Here’s a basic example of how to use the TransitionStateSearch class:

from ase.io import read
from net_finder.paths import TransitionStateSearch

# Load initial structures
initial_structures = [read(f'initial/structure_{i}.vasp') for i in range(3)]

# Set up calculator configuration
calc = {
    "calculator_imports": "from ase.calculators.vasp import Vasp",
    "calculator_setup": "calc = Vasp(xc='pbe', encut=400, kpts=(1, 1, 1))"
}

# Set up dimer parameters
dimer_params = {
    'displacement_method': 'gauss',
    'displacement_radius': 2.0,
    'dimer_separation': 0.01
}

# Create TransitionStateSearch instance
ts_search = TransitionStateSearch(initial_structures, calc, dimer_params,
                                  output_dir='ts_search_output', run_mode='local')
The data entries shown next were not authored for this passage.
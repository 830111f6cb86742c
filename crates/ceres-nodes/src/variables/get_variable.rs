//! Get Variable Node
//!
//! Reads a node-owned variable. Persisting the `variable` field as a name
//! string binds it to the blackboard entry of that name at compile time.

use async_trait::async_trait;
use ceres_graph::{
    deserialize_node, DescribeNode, ExecutionContext, Node, NodeCategory, NodeDescriptor,
    NodeRegistration, PortDescriptor, PortType, Result, TypeIdentity, VariableDescriptor,
};
use serde::{Deserialize, Serialize};

/// Get Variable Node
///
/// # Outputs
/// - `value` - Current value of the bound variable
#[derive(Debug, Clone, Default, Serialize, Deserialize)]
pub struct GetVariableNode {}

impl GetVariableNode {
    pub const FIELD_VARIABLE: &'static str = "variable";
    pub const PORT_VALUE: &'static str = "value";
}

impl DescribeNode for GetVariableNode {
    fn descriptor() -> NodeDescriptor {
        NodeDescriptor::dependency(
            TypeIdentity::new("Ceres.Variables", "GetVariable"),
            "Get Variable",
            NodeCategory::Variable,
        )
        .with_description("Outputs the value of a variable")
        .with_variable(VariableDescriptor::new(Self::FIELD_VARIABLE, PortType::Any))
        .with_port(PortDescriptor::output(Self::PORT_VALUE, PortType::Any))
    }
}

inventory::submit!(NodeRegistration {
    descriptor: GetVariableNode::descriptor,
    factory: deserialize_node::<GetVariableNode>,
});

#[async_trait]
impl Node for GetVariableNode {
    async fn execute(&self, cx: &mut ExecutionContext<'_>) -> Result<()> {
        let value = cx
            .variable(Self::FIELD_VARIABLE)
            .map(|variable| variable.get())
            .unwrap_or_default();
        cx.set_output(Self::PORT_VALUE, value);
        Ok(())
    }
}
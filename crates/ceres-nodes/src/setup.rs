//! Extensions setup for host applications.
//!
//! Hosts call [`setup_extensions`] at startup so time-based nodes find a
//! scheduler in the shared `ExecutorExtensions`.

use std::sync::Arc;

use ceres_graph::{extension_keys, ExecutorExtensions, Scheduler, TokioScheduler};

/// Register a [`TokioScheduler`] unless the host already provided one.
///
/// Returns the registered scheduler when this call created it, so the host
/// can cancel pending waits on shutdown.
///
/// # Example
///
/// ```ignore
/// let mut extensions = ceres_graph::ExecutorExtensions::new();
/// let scheduler = ceres_nodes::setup_extensions(&mut extensions);
/// let executor = ceres_graph::Executor::default().with_extensions(extensions);
/// ```
pub fn setup_extensions(extensions: &mut ExecutorExtensions) -> Option<Arc<TokioScheduler>> {
    if extensions.has(extension_keys::SCHEDULER) {
        log::debug!("Scheduler already registered, keeping host scheduler");
        return None;
    }
    let scheduler = Arc::new(TokioScheduler::new());
    let shared: Arc<dyn Scheduler> = scheduler.clone();
    extensions.set(extension_keys::SCHEDULER, shared);
    log::info!("Registered tokio scheduler");
    Some(scheduler)
}
//! For Loop Node
//!
//! Counts from `first` up to (excluding) `last`, running the `body` chain
//! once per step, then continues on `completed`.

use async_trait::async_trait;
use ceres_graph::{
    deserialize_node, DescribeNode, ExecutionContext, Node, NodeCategory, NodeDescriptor,
    NodeRegistration, PortDescriptor, PortType, Result, TypeIdentity,
};
use serde::{Deserialize, Serialize};

/// For Loop Node
///
/// # Inputs
/// - `first` - First index (inclusive)
/// - `last` - End index (exclusive)
///
/// # Outputs
/// - `index` - Current index, readable by the body chain
/// - `body` - Chain run once per index
/// - `completed` - Successor after the last iteration
#[derive(Debug, Clone, Default, Serialize, Deserialize)]
pub struct ForLoopNode {}

impl ForLoopNode {
    pub const PORT_FIRST: &'static str = "first";
    pub const PORT_LAST: &'static str = "last";
    pub const PORT_INDEX: &'static str = "index";
    pub const PORT_BODY: &'static str = "body";
    pub const PORT_COMPLETED: &'static str = "completed";
}

impl DescribeNode for ForLoopNode {
    fn descriptor() -> NodeDescriptor {
        NodeDescriptor::forward(
            TypeIdentity::new("Ceres.Flow", "ForLoop"),
            "For Loop",
            NodeCategory::Flow,
        )
        .with_description("Runs 'body' for each index in first..last")
        .with_port(PortDescriptor::input(Self::PORT_FIRST, PortType::Int))
        .with_port(PortDescriptor::input(Self::PORT_LAST, PortType::Int))
        .with_port(PortDescriptor::output(Self::PORT_INDEX, PortType::Int))
        .with_port(PortDescriptor::control_output(Self::PORT_BODY))
        .with_port(PortDescriptor::control_output(Self::PORT_COMPLETED))
    }
}

inventory::submit!(NodeRegistration {
    descriptor: ForLoopNode::descriptor,
    factory: deserialize_node::<ForLoopNode>,
});

#[async_trait]
impl Node for ForLoopNode {
    async fn execute(&self, cx: &mut ExecutionContext<'_>) -> Result<()> {
        let first: i64 = cx.input(Self::PORT_FIRST);
        let last: i64 = cx.input(Self::PORT_LAST);
        log::debug!("ForLoop '{}': {}..{}", cx.guid(), first, last);

        for index in first..last {
            cx.set_output(Self::PORT_INDEX, index);
            cx.forward_port(Self::PORT_BODY, 0).await?;
        }
        cx.continue_with(Self::PORT_COMPLETED);
        Ok(())
    }
}
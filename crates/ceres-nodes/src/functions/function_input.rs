//! Function Input Node
//!
//! Entry of a custom function graph. A call to `functionName` starts here
//! with the caller's arguments.

use async_trait::async_trait;
use ceres_graph::{
    deserialize_node, DescribeNode, ExecutionContext, Node, NodeCategory, NodeDescriptor,
    NodeRegistration, PortDescriptor, PortType, Result, TypeIdentity, FLOW_INPUT,
};
use serde::{Deserialize, Serialize};

/// Function Input Node
///
/// # Outputs
/// - `args[i]` - Argument `i` of the call
/// - `next` - Function body
#[derive(Debug, Clone, Default, Serialize, Deserialize)]
#[serde(rename_all = "camelCase")]
pub struct FunctionInputNode {
    #[serde(default)]
    pub function_name: String,
}

impl FunctionInputNode {
    pub const PORT_ARGS: &'static str = "args";
    pub const PORT_NEXT: &'static str = "next";

    pub fn new(function_name: impl Into<String>) -> Self {
        Self {
            function_name: function_name.into(),
        }
    }
}

impl DescribeNode for FunctionInputNode {
    fn descriptor() -> NodeDescriptor {
        let mut descriptor = NodeDescriptor::forward(
            TypeIdentity::new("Ceres.Functions", "FunctionInput"),
            "Function Input",
            NodeCategory::Function,
        )
        .with_description("Entry of a custom function")
        .with_port(PortDescriptor::output(Self::PORT_ARGS, PortType::Any).array())
        .with_port(PortDescriptor::control_output(Self::PORT_NEXT));
        descriptor.ports.retain(|p| p.name != FLOW_INPUT);
        descriptor
    }
}

inventory::submit!(NodeRegistration {
    descriptor: FunctionInputNode::descriptor,
    factory: deserialize_node::<FunctionInputNode>,
});

#[async_trait]
impl Node for FunctionInputNode {
    async fn execute(&self, cx: &mut ExecutionContext<'_>) -> Result<()> {
        for index in 0..cx.port_len(Self::PORT_ARGS) {
            let arg = cx.payload().arg(index);
            cx.set_output_at(Self::PORT_ARGS, index, arg);
        }
        cx.continue_with(Self::PORT_NEXT);
        Ok(())
    }

    fn serialize_fields(&self) -> serde_json::Value {
        serde_json::to_value(self).unwrap_or_default()
    }

    fn entry_name(&self) -> Option<&str> {
        Some(&self.function_name)
    }
}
# Run transition state searches
ts_search.run(fmax=0.05, steps=100)

# Collect reaction paths
reaction_paths = ts_search.collect_reaction_paths()

Parameters

initial_structures (list of ase.Atoms): List of initial structures for transition state searches.
calc (dict): Configuration for the calculator to be used in searches.
dimer_params (dict): Parameters for the Dimer method.
output_dir (str): Directory to store output files (default: ‘./ts_search’).
run_mode (str): Execution mode, either ‘local’ or ‘slurm’ (default: ‘local’).
trys (int): Number of attempts per initial structure (default: 10).
slurm_params (dict): Parameters for SLURM job submission (if run_mode is ‘slurm’).

Methods

This method initiates the transition state searches for all initial structures.

Parameters:

fmax (float): Maximum force criterion for optimization.
steps (int): Maximum number of optimization steps.

This method collects and returns the reaction paths from completed searches.

Returns:

List of ReactionPath objects.

Returns the currently collected reaction paths.

Saves the collected reaction paths to the specified directory.

Parameters:

output_dir (str, optional): Directory to save the reaction paths. If not specified, uses the instance’s output_dir.

Advanced Usage

For more advanced usage, you can customize the search parameters and use cluster resources:

slurm_params = {
    'nodes': 1,
    'ntasks': 32,
    'time': '12:00:00',
    'partition': 'regular'
}

ts_search = TransitionStateSearch(initial_structures, calc, dimer_params,
                                  output_dir='ts_search_output', run_mode='slurm',
                                  trys=20, slurm_params=slurm_params)

ts_search.run(fmax=0.01, steps=200)

# Monitor job progress
while not ts_search.all_jobs_completed():
    ts_search.print_job_status()
    time.sleep(60)  # Wait for 1 minute before checking again

reaction_paths = ts_search.collect_reaction_paths()

# Save collected reaction paths
ts_search.save_reaction_paths('final_paths')

Integration with Other Modules

The TransitionStateSearch class is typically used as part of a larger workflow in NET-Finder:

from net_finder.net import ReactionNetwork

# Run transition state searches
ts_search = TransitionStateSearch(initial_structures, calc, dimer_params)
ts_search.run()

# Collect reaction paths and create a reaction network
reaction_paths = ts_search.collect_reaction_paths()
network = ReactionNetwork(reaction_paths)

# Analyze the network
network.generate_graph()

Notes

When using the ‘slurm’ run mode, ensure that your environment is properly configured for SLURM job submission.
The number of tries (trys parameter) can significantly affect the likelihood of finding transition states, but also increases computational cost.
For large-scale searches, consider implementing a database backend for efficient storage and retrieval of reaction paths.
Monitor resource usage and adjust slurm_params as needed to optimize performance on your specific cluster setup.